**** MATERIAL SUPPLIED
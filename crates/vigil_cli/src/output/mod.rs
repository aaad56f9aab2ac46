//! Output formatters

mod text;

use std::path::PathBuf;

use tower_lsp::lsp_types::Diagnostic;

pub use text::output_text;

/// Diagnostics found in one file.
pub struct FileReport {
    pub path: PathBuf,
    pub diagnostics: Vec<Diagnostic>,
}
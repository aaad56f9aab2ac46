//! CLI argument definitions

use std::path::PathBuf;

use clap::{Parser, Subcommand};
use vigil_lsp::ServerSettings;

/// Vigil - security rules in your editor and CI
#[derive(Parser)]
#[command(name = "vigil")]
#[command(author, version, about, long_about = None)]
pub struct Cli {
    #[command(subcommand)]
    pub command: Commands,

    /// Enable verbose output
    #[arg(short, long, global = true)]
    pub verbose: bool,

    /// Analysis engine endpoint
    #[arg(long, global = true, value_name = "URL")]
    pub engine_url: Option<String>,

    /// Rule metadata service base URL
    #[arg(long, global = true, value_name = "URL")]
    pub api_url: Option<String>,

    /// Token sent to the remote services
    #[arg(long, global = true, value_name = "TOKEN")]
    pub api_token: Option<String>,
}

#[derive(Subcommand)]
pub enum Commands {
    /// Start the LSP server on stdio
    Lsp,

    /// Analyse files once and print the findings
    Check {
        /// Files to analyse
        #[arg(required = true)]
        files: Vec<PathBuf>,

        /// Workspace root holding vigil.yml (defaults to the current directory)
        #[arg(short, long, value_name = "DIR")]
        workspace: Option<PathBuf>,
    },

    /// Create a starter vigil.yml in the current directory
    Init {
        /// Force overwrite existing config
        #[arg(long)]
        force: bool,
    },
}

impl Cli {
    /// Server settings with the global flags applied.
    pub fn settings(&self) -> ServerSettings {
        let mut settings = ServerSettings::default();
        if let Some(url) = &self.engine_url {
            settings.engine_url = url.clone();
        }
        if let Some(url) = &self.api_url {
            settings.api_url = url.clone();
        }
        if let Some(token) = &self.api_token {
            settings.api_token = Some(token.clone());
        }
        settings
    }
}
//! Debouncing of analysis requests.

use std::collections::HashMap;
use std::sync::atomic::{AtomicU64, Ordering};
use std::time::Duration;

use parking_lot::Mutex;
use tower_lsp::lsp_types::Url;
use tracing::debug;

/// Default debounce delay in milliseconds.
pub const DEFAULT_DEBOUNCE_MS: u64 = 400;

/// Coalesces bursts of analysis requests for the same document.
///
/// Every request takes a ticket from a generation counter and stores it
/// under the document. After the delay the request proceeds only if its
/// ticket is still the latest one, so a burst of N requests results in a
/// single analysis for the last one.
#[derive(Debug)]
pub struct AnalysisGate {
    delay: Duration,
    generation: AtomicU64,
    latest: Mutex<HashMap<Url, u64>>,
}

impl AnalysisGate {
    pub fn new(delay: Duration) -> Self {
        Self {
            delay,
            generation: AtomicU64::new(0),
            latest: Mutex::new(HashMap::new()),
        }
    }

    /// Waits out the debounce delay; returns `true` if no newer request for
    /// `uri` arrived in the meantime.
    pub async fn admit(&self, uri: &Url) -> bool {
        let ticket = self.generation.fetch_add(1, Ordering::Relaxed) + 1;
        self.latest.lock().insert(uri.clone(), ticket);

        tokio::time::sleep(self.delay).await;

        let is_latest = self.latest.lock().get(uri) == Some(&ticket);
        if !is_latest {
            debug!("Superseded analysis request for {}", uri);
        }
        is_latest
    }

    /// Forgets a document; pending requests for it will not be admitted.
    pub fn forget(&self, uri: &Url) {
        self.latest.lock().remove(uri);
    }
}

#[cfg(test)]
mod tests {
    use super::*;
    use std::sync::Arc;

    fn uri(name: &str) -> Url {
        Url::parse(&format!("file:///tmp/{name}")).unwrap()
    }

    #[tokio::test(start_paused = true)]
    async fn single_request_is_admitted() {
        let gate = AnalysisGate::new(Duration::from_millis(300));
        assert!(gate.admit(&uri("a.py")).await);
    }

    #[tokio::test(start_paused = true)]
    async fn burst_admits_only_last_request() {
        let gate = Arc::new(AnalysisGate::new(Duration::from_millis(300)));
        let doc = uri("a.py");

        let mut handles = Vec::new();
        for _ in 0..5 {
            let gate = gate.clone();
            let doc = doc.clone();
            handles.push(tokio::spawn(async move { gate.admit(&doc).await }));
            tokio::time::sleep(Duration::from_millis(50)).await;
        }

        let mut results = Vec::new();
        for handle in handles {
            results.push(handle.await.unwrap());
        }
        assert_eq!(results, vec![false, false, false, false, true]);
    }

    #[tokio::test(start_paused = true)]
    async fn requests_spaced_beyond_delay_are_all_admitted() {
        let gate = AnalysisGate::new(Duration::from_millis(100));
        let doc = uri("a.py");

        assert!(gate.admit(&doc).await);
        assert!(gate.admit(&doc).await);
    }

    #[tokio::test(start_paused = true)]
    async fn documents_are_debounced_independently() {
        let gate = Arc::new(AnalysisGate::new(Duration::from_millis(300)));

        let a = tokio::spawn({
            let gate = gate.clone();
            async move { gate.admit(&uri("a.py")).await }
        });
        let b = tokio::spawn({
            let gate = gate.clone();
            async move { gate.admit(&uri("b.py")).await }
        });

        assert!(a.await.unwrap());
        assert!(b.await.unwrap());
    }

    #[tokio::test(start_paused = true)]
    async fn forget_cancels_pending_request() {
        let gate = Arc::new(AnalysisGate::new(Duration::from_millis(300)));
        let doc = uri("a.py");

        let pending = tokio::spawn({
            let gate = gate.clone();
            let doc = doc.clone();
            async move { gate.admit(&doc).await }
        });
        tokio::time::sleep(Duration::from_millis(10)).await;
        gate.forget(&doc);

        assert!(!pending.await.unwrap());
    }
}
********
**** MATERIAL SUPPLIED
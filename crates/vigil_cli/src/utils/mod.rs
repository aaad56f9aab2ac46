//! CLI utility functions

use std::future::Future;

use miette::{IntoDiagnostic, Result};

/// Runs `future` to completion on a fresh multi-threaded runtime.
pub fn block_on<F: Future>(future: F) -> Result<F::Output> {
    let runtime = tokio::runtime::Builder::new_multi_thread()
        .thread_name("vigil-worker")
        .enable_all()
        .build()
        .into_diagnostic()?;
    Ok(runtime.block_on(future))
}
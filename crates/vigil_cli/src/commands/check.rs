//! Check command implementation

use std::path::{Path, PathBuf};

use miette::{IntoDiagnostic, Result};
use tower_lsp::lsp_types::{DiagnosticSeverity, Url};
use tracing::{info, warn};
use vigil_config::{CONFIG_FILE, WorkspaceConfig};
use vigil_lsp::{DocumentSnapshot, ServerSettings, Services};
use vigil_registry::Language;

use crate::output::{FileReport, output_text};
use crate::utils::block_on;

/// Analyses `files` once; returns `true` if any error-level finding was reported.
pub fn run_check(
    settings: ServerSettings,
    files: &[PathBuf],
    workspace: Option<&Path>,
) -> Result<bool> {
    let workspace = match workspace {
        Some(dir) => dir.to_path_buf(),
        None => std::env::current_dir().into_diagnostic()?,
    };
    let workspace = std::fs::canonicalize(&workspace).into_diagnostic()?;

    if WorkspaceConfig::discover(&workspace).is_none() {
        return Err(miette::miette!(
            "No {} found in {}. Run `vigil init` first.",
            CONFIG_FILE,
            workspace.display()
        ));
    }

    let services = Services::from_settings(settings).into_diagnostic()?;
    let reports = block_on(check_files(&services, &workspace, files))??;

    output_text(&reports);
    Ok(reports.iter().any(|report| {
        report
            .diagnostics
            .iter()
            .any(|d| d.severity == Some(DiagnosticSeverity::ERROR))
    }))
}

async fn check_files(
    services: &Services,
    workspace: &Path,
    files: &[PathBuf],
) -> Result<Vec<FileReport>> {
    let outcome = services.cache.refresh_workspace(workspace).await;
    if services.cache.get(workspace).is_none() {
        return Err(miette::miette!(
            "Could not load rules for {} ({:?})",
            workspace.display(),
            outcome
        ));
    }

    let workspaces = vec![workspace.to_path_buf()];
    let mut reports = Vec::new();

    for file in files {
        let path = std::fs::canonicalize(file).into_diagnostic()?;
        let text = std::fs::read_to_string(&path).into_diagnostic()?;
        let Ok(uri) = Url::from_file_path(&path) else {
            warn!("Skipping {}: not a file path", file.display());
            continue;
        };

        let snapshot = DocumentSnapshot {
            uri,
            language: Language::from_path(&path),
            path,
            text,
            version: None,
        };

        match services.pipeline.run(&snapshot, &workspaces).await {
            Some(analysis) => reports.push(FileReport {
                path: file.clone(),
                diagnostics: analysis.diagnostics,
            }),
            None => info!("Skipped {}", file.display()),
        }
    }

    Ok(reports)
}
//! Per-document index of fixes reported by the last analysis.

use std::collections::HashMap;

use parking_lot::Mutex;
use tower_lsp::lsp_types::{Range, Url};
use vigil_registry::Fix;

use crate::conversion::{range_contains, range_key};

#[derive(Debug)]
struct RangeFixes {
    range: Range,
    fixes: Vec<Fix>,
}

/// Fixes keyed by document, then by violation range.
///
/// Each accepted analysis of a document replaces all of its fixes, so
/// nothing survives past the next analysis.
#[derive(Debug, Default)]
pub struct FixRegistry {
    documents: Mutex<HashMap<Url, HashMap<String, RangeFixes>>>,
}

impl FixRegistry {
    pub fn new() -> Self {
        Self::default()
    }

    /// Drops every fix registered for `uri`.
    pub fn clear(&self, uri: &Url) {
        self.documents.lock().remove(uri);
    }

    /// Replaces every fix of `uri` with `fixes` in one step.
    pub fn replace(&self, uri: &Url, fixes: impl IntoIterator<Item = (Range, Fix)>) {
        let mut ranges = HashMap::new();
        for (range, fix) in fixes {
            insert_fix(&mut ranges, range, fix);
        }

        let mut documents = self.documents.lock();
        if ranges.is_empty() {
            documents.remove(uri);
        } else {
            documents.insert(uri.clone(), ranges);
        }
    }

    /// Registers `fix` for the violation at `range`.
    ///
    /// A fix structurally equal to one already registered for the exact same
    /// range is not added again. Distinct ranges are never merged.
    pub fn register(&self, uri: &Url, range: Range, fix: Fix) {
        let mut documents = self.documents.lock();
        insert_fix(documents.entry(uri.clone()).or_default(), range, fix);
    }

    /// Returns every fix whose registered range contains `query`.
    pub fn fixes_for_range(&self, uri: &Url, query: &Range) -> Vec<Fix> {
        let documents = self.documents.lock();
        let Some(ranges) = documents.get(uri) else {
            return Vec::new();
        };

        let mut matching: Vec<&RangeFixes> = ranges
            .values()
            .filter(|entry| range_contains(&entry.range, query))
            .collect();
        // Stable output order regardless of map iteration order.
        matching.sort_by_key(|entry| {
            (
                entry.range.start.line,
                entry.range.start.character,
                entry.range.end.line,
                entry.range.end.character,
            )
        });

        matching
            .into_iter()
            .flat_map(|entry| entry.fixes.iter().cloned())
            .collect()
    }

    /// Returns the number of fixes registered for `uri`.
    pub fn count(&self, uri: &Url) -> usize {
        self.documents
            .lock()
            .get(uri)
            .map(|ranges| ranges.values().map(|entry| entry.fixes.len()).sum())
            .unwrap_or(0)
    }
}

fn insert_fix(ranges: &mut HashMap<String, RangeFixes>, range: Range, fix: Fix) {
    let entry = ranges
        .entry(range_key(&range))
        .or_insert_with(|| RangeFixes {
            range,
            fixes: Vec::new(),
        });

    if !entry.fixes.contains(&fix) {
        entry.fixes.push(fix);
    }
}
********
All lines above from the one containing "filename crates/vigil_cli/src/utils/mod.rs" to the one containing "output_text(&reports);" must be repeated exactly, both lines included, and no others.

TASK RESULT =
filename crates/vigil_cli/src/utils/mod.rs
repository aaad56f9aab2ac46
//! CLI utility functions

use std::future::Future;

use miette::{IntoDiagnostic, Result};

/// Runs `future` to completion on a fresh multi-threaded runtime.
pub fn block_on<F: Future>(future: F) -> Result<F::Output> {
    let runtime = tokio::runtime::Builder::new_multi_thread()
        .thread_name("vigil-worker")
        .enable_all()
        .build()
        .into_diagnostic()?;
    Ok(runtime.block_on(future))
}
filename crates/vigil_cli/src/commands/check.rs
//! Check command implementation

use std::path::{Path, PathBuf};

use miette::{IntoDiagnostic, Result};
use tower_lsp::lsp_types::{DiagnosticSeverity, Url};
use tracing::{info, warn};
use vigil_config::{CONFIG_FILE, WorkspaceConfig};
use vigil_lsp::{DocumentSnapshot, ServerSettings, Services};
use vigil_registry::Language;

use crate::output::{FileReport, output_text};
use crate::utils::block_on;

/// Analyses `files` once; returns `true` if any error-level finding was reported.
pub fn run_check(
    settings: ServerSettings,
    files: &[PathBuf],
    workspace: Option<&Path>,
) -> Result<bool> {
    let workspace = match workspace {
        Some(dir) => dir.to_path_buf(),
        None => std::env::current_dir().into_diagnostic()?,
    };
    let workspace = std::fs::canonicalize(&workspace).into_diagnostic()?;

    if WorkspaceConfig::discover(&workspace).is_none() {
        return Err(miette::miette!(
            "No {} found in {}. Run `vigil init` first.",
            CONFIG_FILE,
            workspace.display()
        ));
    }

    let services = Services::from_settings(settings).into_diagnostic()?;
    let reports = block_on(check_files(&services, &workspace, files))??;

    output_text(&reports);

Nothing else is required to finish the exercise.